What to produce: Repeat the stretch of entries below from the line with "vector of probabilities." through the line with "an empty input". Include both ends and add nothing.

Data:

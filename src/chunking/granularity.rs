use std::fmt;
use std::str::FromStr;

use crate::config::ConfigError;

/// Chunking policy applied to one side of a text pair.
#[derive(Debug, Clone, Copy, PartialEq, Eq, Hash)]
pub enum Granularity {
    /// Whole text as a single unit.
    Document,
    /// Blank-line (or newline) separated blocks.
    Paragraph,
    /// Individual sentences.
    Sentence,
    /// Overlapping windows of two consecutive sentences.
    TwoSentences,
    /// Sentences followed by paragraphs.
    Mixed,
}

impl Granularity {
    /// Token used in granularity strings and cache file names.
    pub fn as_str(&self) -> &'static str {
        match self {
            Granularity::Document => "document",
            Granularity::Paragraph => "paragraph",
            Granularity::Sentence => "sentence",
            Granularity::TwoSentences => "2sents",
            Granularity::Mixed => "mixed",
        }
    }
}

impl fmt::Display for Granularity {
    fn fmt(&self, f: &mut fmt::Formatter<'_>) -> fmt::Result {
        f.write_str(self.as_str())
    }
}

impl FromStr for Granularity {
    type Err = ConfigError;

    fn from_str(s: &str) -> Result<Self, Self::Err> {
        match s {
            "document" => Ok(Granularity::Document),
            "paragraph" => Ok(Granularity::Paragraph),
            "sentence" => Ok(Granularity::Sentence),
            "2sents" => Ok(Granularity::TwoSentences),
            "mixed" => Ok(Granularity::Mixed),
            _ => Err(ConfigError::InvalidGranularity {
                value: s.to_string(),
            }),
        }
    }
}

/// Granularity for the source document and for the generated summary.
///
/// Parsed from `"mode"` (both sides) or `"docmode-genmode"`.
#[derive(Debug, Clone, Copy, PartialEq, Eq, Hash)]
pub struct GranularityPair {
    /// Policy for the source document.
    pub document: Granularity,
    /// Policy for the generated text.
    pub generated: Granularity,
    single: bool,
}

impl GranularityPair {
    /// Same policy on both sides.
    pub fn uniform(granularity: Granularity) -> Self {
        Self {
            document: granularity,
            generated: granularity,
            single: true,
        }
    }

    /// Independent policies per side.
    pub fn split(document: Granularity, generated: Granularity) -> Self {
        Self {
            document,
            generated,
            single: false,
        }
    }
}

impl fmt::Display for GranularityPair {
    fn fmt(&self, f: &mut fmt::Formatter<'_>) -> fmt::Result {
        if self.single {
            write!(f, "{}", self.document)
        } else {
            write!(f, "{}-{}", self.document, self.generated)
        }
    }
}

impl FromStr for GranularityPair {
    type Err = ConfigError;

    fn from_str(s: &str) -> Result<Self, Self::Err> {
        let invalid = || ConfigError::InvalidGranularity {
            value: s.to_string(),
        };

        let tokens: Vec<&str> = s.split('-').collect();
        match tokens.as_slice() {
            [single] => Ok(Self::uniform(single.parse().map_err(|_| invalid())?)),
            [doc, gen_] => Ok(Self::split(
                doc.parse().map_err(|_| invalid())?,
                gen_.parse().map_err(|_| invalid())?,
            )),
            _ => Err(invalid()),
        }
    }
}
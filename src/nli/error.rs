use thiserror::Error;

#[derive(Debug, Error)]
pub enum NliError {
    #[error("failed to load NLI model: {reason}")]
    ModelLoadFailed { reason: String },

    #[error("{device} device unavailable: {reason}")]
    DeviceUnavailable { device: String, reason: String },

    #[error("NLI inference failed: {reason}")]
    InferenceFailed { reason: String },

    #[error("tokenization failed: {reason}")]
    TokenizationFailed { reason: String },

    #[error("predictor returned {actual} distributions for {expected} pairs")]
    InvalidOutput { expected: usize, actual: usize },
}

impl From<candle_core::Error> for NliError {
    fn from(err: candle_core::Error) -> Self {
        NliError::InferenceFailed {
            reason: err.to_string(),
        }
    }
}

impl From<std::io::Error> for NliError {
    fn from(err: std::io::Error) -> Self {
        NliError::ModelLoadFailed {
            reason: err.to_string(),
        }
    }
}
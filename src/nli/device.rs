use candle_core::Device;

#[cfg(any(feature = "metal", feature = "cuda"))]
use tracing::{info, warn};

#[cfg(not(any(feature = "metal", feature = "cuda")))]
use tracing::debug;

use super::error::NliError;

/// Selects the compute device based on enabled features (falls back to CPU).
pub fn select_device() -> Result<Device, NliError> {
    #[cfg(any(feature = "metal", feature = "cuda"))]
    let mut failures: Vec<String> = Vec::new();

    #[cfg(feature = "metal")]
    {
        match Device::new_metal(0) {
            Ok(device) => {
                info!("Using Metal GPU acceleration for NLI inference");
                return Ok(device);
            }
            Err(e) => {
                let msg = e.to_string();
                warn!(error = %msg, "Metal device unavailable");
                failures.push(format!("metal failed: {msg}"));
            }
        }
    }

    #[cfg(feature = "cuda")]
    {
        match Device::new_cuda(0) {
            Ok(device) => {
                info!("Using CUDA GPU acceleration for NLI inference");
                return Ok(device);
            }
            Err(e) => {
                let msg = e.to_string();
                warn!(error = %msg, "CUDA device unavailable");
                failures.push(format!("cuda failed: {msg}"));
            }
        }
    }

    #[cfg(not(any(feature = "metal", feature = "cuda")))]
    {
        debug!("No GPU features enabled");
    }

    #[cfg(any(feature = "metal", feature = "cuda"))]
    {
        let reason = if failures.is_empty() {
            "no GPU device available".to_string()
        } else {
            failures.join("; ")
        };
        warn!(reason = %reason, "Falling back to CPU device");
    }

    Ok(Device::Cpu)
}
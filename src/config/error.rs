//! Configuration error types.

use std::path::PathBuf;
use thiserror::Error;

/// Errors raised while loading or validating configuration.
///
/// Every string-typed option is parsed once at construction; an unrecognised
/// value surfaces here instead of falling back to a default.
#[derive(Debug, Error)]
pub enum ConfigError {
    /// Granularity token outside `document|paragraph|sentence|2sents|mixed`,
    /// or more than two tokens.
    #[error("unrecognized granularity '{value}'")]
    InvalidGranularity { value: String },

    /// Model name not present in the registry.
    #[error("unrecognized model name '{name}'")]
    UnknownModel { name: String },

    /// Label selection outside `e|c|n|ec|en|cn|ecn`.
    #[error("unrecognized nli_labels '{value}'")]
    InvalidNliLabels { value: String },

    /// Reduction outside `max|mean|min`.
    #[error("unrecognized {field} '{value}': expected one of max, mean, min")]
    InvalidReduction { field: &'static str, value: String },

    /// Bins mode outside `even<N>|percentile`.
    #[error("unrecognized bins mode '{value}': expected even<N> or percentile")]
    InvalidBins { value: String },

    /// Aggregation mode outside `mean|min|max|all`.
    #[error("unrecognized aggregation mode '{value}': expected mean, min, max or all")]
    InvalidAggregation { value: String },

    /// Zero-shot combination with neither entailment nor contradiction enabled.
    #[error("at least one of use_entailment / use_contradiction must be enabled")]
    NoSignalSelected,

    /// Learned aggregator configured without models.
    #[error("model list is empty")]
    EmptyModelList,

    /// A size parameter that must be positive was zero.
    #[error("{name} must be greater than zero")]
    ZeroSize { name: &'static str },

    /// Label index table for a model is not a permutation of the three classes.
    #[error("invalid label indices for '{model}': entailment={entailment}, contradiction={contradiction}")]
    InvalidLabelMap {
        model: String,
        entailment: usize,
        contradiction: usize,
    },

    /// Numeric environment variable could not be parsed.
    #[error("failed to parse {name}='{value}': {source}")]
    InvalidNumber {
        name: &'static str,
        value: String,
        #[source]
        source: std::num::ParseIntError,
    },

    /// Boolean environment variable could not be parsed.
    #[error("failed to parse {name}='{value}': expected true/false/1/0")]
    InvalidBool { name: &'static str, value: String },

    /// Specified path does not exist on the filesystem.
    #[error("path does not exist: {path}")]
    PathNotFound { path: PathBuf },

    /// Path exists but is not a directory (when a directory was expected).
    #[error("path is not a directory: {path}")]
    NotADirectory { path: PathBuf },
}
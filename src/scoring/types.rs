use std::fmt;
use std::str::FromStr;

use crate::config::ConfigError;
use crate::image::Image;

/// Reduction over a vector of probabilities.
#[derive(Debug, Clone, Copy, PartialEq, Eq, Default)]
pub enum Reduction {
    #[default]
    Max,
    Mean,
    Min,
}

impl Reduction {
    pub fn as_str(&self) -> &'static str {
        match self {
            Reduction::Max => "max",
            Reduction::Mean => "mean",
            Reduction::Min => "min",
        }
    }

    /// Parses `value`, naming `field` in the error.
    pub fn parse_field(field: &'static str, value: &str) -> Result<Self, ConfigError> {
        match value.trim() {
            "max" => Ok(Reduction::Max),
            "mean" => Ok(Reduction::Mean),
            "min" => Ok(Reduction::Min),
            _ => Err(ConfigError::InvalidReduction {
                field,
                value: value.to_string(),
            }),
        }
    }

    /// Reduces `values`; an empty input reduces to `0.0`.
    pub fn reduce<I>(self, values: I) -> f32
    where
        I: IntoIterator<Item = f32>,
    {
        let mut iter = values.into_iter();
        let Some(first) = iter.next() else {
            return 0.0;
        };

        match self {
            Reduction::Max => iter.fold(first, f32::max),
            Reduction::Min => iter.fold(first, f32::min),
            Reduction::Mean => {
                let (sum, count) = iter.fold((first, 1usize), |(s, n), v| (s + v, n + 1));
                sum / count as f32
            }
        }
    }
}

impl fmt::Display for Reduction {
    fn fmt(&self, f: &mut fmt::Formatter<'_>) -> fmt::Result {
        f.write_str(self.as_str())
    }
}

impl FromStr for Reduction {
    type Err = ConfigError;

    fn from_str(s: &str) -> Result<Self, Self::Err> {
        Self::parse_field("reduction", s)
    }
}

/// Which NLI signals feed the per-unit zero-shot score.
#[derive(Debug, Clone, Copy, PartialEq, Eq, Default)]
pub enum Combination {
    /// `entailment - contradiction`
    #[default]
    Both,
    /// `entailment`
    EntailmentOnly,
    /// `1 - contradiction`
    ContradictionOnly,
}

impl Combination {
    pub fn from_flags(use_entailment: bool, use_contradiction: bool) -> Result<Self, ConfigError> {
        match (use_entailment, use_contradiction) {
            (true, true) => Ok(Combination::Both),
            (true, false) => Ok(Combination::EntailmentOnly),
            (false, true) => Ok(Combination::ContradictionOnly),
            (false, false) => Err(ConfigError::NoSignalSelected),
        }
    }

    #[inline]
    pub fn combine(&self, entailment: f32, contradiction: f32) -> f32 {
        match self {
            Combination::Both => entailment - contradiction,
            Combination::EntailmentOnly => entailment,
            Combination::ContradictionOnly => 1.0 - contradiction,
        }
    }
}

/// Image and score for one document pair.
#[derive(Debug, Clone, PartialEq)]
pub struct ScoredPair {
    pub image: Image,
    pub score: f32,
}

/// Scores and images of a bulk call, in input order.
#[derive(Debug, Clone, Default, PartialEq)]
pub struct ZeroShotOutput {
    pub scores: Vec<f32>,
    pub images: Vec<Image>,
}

Task output:
/// Reduction over a vector of probabilities.
#[derive(Debug, Clone, Copy, PartialEq, Eq, Default)]
pub enum Reduction {
    #[default]
    Max,
    Mean,
    Min,
}

impl Reduction {
    pub fn as_str(&self) -> &'static str {
        match self {
            Reduction::Max => "max",
            Reduction::Mean => "mean",
            Reduction::Min => "min",
        }
    }

    /// Parses `value`, naming `field` in the error.
    pub fn parse_field(field: &'static str, value: &str) -> Result<Self, ConfigError> {
        match value.trim() {
            "max" => Ok(Reduction::Max),
            "mean" => Ok(Reduction::Mean),
            "min" => Ok(Reduction::Min),
            _ => Err(ConfigError::InvalidReduction {
                field,
                value: value.to_string(),
            }),
        }
    }

    /// Reduces `values`; an empty input reduces to `0.0`.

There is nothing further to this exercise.